Deploying a HuggingFace Transformer Model to UbiOps¶
Download notebook View source code
This notebook will help you create a cloud-based inference API endpoint for BERT, using UbiOps. The model we have is already pretrained and will be loaded from the Huggingface Transformers library. The workflow of this notebook can be used for other Huggingface models as well. We use the BERT model in this example, because it can run on a small CPU instance type.
In the following sections we will walk you through:
- Connecting with the UbiOps API client
- Creating a new UbiOps "deployment" with the BERT model
- How to call the BERT model with the model API
Let's get started!
1. Installing the UbiOps client library¶
To interface with UbiOps through code we need the UbiOps Python client library. In the following cell it will be installed.
!pip install ubiops
2. Defining project info and setting up a connection¶
First, make sure you create an API token with project-editor
permissions in your UbiOps project and paste it below. Also, fill in your corresponding UbiOps project name.

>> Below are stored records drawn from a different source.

use std::fmt;
use std::str::FromStr;

use serde::{Deserialize, Deserializer, Serialize};
use serde_json::Value;

/// Structured case handed to the analyzer. `tested_policy` and
/// `action_description` are mandatory; the context fields fall back to empty
/// strings and the role to a generic employee.
#[derive(Debug, Clone, PartialEq, Eq, Serialize, Deserialize)]
pub struct AnalysisInput {
    #[serde(default)]
    pub tested_policy: Option<String>,
    #[serde(default)]
    pub action_description: Option<String>,
    #[serde(default)]
    pub contextual_pressures: String,
    #[serde(default)]
    pub stated_duties: String,
    #[serde(default = "default_actor_role")]
    pub actor_role: String,
}

pub(crate) fn default_actor_role() -> String {
    "Employee".to_string()
}

impl Default for AnalysisInput {
    fn default() -> Self {
        Self {
            tested_policy: None,
            action_description: None,
            contextual_pressures: String::new(),
            stated_duties: String::new(),
            actor_role: default_actor_role(),
        }
    }
}

impl AnalysisInput {
    pub fn new(tested_policy: impl Into<String>, action_description: impl Into<String>) -> Self {
        Self {
            tested_policy: Some(tested_policy.into()),
            action_description: Some(action_description.into()),
            ..Self::default()
        }
    }

    pub fn with_pressures(mut self, pressures: impl Into<String>) -> Self {
        self.contextual_pressures = pressures.into();
        self
    }

    pub fn with_duties(mut self, duties: impl Into<String>) -> Self {
        self.stated_duties = duties.into();
        self
    }

    pub fn with_role(mut self, role: impl Into<String>) -> Self {
        self.actor_role = role.into();
        self
    }
}

/// Categorical result of one keyword test.
#[derive(Debug, Clone, Copy, PartialEq, Eq, Hash, Serialize)]
#[serde(rename_all = "UPPERCASE")]
pub enum Verdict {
    Failure,
    Violation,
    Pass,
}

impl Verdict {
    /// FAILURE and VIOLATION both count against the organization.
    pub fn is_adverse(&self) -> bool {
        matches!(self, Verdict::Failure | Verdict::Violation)
    }

    pub fn label(&self) -> &'static str {
        match self {
            Verdict::Failure => "FAILURE",
            Verdict::Violation => "VIOLATION",
            Verdict::Pass => "PASS",
        }
    }
}

impl fmt::Display for Verdict {
    fn fmt(&self, f: &mut fmt::Formatter<'_>) -> fmt::Result {
        f.write_str(self.label())
    }
}

#[derive(Debug, Clone, PartialEq, Eq, thiserror::Error)]
#[error("unrecognized verdict '{0}' (expected FAILURE, VIOLATION or PASS)")]
pub struct UnknownVerdict(pub String);

impl FromStr for Verdict {
    type Err = UnknownVerdict;

    fn from_str(raw: &str) -> Result<Self, Self::Err> {
        match raw.trim().to_ascii_uppercase().as_str() {
            "FAILURE" => Ok(Verdict::Failure),
            "VIOLATION" => Ok(Verdict::Violation),
            "PASS" => Ok(Verdict::Pass),
            _ => Err(UnknownVerdict(raw.to_string())),
        }
    }
}

impl<'de> Deserialize<'de> for Verdict {
    fn deserialize<D>(deserializer: D) -> Result<Self, D::Error>
    where
        D: Deserializer<'de>,
    {
        let raw = String::deserialize(deserializer)?;
        raw.parse().map_err(serde::de::Error::custom)
    }
}

/// Verdict plus the human-readable rationale behind it.
#[derive(Debug, Clone, PartialEq, Eq, Serialize, Deserialize)]
pub struct TestVerdict {
    pub verdict: Verdict,
    #[serde(default)]
    pub rationale: String,
}

impl TestVerdict {
    pub fn new(verdict: Verdict, rationale: impl Into<String>) -> Self {
        Self {
            verdict,
            rationale: rationale.into(),
        }
    }
}

/// One category as read back from a received report. A missing or
/// unrecognized verdict label is kept as `None` and never counts as adverse.
#[derive(Debug, Clone, Default, PartialEq, Eq, Serialize, Deserialize)]
pub struct ReportedVerdict {
    #[serde(
        default,
        deserialize_with = "lenient_verdict",
        skip_serializing_if = "Option::is_none"
    )]
    pub verdict: Option<Verdict>,
    #[serde(default)]
    pub rationale: String,
}

impl ReportedVerdict {
    pub fn is_adverse(&self) -> bool {
        self.verdict.is_some_and(|verdict| verdict.is_adverse())
    }
}

impl From<TestVerdict> for ReportedVerdict {
    fn from(result: TestVerdict) -> Self {
        Self {
            verdict: Some(result.verdict),
            rationale: result.rationale,
        }
    }
}

fn lenient_verdict<'de, D>(deserializer: D) -> Result<Option<Verdict>, D::Error>
where
    D: Deserializer<'de>,
{
    let raw = Option::<Value>::deserialize(deserializer)?;
    Ok(raw
        .as_ref()
        .and_then(Value::as_str)
        .and_then(|label| label.parse().ok()))
}

/// The four tests, in the order every downstream mapping iterates them.
#[derive(Debug, Clone, Copy, PartialEq, Eq, Hash, PartialOrd, Ord)]
pub enum EthicalTest {
    Universalizability,
    HumanityFormula,
    Autonomy,
    ProceduralJustice,
}

impl EthicalTest {
    pub const ALL: [EthicalTest; 4] = [
        EthicalTest::Universalizability,
        EthicalTest::HumanityFormula,
        EthicalTest::Autonomy,
        EthicalTest::ProceduralJustice,
    ];

    /// Field name used for this test in serialized reports.
    pub fn report_key(&self) -> &'static str {
        match self {
            EthicalTest::Universalizability => "universalizability_test",
            EthicalTest::HumanityFormula => "humanity_formula_test",
            EthicalTest::Autonomy => "autonomy_test",
            EthicalTest::ProceduralJustice => "procedural_justice_test",
        }
    }

    /// Principle named in summaries when this test is violated.
    pub fn principle(&self) -> &'static str {
        match self {
            EthicalTest::Universalizability => "Categorical Imperative",
            EthicalTest::HumanityFormula => "Humanity Formula",
            EthicalTest::Autonomy => "Autonomy Principle",
            EthicalTest::ProceduralJustice => "Procedural Justice",
        }
    }
}

/// Output of a complete analysis. Always carries all four verdicts.
#[derive(Debug, Clone, PartialEq, Eq, Serialize, Deserialize)]
pub struct AnalysisReport {
    #[serde(rename = "universalizability_test")]
    pub universalizability: TestVerdict,
    #[serde(rename = "humanity_formula_test")]
    pub humanity_formula: TestVerdict,
    #[serde(rename = "autonomy_test")]
    pub autonomy: TestVerdict,
    #[serde(rename = "procedural_justice_test")]
    pub procedural_justice: TestVerdict,
    pub summary: String,
    pub case_input: AnalysisInput,
}

impl AnalysisReport {
    pub fn verdict(&self, test: EthicalTest) -> &TestVerdict {
        match test {
            EthicalTest::Universalizability => &self.universalizability,
            EthicalTest::HumanityFormula => &self.humanity_formula,
            EthicalTest::Autonomy => &self.autonomy,
            EthicalTest::ProceduralJustice => &self.procedural_justice,
        }
    }

    /// Tests with an adverse verdict, in canonical order.
    pub fn violations(&self) -> Vec<EthicalTest> {
        EthicalTest::ALL
            .into_iter()
            .filter(|test| self.verdict(*test).verdict.is_adverse())
            .collect()
    }

    pub fn verdicts(&self) -> VerdictSet {
        VerdictSet {
            universalizability: Some(self.universalizability.clone().into()),
            humanity_formula: Some(self.humanity_formula.clone().into()),
            autonomy: Some(self.autonomy.clone().into()),
            procedural_justice: Some(self.procedural_justice.clone().into()),
        }
    }
}

/// Module-selection view of a report. Categories are optional because reports
/// also arrive over HTTP from other producers; unknown fields such as the
/// summary are ignored, and so are verdict labels nobody recognizes.
#[derive(Debug, Clone, Default, PartialEq, Eq, Serialize, Deserialize)]
pub struct VerdictSet {
    #[serde(
        rename = "universalizability_test",
        default,
        skip_serializing_if = "Option::is_none"
    )]
    pub universalizability: Option<ReportedVerdict>,
    #[serde(
        rename = "humanity_formula_test",
        default,
        skip_serializing_if = "Option::is_none"
    )]
    pub humanity_formula: Option<ReportedVerdict>,
    #[serde(
        rename = "autonomy_test",
        default,
        skip_serializing_if = "Option::is_none"
    )]
    pub autonomy: Option<ReportedVerdict>,
    #[serde(
        rename = "procedural_justice_test",
        default,
        skip_serializing_if = "Option::is_none"
    )]
    pub procedural_justice: Option<ReportedVerdict>,
}

impl VerdictSet {
    pub fn get(&self, test: EthicalTest) -> Option<&ReportedVerdict> {
        match test {
            EthicalTest::Universalizability => self.universalizability.as_ref(),
            EthicalTest::HumanityFormula => self.humanity_formula.as_ref(),
            EthicalTest::Autonomy => self.autonomy.as_ref(),
            EthicalTest::ProceduralJustice => self.procedural_justice.as_ref(),
        }
    }

    pub fn set(&mut self, test: EthicalTest, verdict: impl Into<ReportedVerdict>) {
        let slot = match test {
            EthicalTest::Universalizability => &mut self.universalizability,
            EthicalTest::HumanityFormula => &mut self.humanity_formula,
            EthicalTest::Autonomy => &mut self.autonomy,
            EthicalTest::ProceduralJustice => &mut self.procedural_justice,
        };
        *slot = Some(verdict.into());
    }

    pub fn present(&self) -> usize {
        EthicalTest::ALL
            .iter()
            .filter(|test| self.get(**test).is_some())
            .count()
    }

    pub fn is_empty(&self) -> bool {
        self.present() == 0
    }
}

Once you have your project name and API token, paste them in the right spot in the following cell before running.
import ubiops
from datetime import datetime
import os
API_TOKEN = '<INSERT API_TOKEN WITH PROJECT EDITOR RIGHTS>' # Make sure this is in the format "Token token-code"
PROJECT_NAME = '<INSERT PROJECT NAME IN YOUR ACCOUNT>' # Fill in your project name here
DEPLOYMENT_NAME = f"bert-base-uncased-{datetime.now().date()}"
DEPLOYMENT_VERSION = 'v1'
UBIOPS_STORAGE_BUCKET = 'default'
# Initialize client library
configuration = ubiops.Configuration(host="https://api.ubiops.com/v2.1")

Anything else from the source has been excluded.